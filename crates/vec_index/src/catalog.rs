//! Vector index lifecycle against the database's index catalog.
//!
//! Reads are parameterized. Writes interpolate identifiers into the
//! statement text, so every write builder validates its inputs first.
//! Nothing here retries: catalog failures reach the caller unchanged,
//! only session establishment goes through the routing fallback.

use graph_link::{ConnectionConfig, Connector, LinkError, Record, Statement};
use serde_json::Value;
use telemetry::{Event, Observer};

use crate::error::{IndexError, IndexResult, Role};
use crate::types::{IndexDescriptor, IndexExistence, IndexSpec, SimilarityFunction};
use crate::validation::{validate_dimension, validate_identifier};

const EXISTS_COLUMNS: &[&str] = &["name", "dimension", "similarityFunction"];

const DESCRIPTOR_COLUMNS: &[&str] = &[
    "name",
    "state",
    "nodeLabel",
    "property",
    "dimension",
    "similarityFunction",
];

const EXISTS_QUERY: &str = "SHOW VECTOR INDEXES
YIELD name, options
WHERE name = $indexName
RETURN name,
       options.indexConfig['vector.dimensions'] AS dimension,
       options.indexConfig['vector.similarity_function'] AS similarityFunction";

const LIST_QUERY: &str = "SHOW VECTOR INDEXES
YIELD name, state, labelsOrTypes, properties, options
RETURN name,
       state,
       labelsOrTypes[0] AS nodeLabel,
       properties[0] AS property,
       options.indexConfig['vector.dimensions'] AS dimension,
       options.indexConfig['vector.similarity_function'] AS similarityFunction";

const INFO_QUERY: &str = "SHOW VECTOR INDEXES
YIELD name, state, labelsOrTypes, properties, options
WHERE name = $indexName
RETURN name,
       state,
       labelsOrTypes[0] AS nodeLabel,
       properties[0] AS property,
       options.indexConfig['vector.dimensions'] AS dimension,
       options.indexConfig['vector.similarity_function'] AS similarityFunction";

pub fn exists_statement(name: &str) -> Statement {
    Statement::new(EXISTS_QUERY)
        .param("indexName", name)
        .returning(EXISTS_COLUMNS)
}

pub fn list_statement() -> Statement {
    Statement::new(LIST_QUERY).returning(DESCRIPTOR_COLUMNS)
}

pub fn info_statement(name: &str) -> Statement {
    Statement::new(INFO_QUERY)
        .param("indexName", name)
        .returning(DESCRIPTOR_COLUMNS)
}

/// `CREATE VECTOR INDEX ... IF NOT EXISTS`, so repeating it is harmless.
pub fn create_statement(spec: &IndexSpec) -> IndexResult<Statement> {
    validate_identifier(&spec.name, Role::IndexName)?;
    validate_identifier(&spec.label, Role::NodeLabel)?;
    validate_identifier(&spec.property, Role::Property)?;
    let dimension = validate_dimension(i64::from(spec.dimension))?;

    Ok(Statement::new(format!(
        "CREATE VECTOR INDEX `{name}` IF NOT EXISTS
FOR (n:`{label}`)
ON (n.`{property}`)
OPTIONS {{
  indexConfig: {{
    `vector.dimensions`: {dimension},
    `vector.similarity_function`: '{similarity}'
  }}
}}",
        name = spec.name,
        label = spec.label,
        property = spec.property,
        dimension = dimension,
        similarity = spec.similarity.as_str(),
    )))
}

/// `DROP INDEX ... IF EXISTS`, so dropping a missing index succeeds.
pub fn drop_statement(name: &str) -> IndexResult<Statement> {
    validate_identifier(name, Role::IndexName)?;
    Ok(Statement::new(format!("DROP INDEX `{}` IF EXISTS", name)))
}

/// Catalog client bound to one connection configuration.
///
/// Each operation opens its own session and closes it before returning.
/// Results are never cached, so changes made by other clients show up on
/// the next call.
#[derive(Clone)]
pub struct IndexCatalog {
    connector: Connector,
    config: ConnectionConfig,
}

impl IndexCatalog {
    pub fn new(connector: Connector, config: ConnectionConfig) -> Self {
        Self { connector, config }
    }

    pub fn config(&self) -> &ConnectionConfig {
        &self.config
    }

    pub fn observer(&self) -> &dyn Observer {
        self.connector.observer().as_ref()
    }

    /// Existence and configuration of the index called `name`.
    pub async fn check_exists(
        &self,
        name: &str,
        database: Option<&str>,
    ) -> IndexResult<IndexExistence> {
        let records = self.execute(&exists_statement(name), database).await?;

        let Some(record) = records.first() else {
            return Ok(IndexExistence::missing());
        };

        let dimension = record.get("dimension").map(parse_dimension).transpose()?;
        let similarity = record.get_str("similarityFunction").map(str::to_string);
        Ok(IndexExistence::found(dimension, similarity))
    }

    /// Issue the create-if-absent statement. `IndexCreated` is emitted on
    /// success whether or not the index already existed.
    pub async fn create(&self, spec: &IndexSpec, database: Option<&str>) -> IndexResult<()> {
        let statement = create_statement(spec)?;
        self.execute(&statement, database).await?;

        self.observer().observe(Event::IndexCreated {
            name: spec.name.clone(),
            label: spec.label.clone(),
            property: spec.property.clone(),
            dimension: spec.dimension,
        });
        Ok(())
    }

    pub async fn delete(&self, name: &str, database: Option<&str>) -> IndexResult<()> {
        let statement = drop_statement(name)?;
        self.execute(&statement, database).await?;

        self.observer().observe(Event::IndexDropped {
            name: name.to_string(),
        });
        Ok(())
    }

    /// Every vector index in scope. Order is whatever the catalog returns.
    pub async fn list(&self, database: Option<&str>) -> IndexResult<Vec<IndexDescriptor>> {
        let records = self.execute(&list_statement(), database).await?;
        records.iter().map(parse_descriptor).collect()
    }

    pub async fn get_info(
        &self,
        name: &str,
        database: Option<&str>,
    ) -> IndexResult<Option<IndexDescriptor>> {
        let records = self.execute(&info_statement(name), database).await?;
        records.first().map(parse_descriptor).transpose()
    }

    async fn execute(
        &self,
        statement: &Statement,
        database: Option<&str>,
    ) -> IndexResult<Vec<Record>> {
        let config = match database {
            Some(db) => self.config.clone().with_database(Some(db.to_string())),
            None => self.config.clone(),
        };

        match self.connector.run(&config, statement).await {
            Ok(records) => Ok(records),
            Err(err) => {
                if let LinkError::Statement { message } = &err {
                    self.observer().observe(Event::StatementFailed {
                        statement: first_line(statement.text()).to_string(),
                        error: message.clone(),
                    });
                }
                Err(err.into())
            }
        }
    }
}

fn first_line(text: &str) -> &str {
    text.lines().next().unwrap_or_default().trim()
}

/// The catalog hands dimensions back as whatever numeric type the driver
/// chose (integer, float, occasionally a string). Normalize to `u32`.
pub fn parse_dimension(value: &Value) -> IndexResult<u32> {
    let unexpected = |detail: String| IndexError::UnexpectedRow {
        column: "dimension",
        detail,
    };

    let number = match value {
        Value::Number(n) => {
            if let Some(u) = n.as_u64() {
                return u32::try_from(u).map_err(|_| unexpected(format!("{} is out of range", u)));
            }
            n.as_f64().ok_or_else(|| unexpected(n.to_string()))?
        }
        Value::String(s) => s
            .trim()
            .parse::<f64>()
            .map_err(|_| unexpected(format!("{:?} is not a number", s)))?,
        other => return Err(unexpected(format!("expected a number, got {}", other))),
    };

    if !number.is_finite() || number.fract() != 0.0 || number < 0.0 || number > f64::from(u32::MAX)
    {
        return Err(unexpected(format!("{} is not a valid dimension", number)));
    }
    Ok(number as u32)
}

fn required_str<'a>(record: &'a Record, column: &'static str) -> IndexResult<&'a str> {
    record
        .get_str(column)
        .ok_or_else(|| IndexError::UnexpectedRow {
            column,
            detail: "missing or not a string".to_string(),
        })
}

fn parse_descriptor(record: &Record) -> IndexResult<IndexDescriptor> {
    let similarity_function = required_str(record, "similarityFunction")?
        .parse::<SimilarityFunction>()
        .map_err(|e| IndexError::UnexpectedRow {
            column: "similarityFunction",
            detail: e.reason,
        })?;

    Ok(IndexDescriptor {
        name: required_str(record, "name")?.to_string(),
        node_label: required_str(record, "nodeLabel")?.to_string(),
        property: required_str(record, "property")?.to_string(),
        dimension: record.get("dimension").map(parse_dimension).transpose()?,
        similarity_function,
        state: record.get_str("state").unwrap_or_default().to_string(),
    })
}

_ASSIGNMENT_
All lines of the records above that carry the word "trim" should be listed.

_ANSWER TO THE PROBLEM_
    text.lines().next().unwrap_or_default().trim()
            .trim()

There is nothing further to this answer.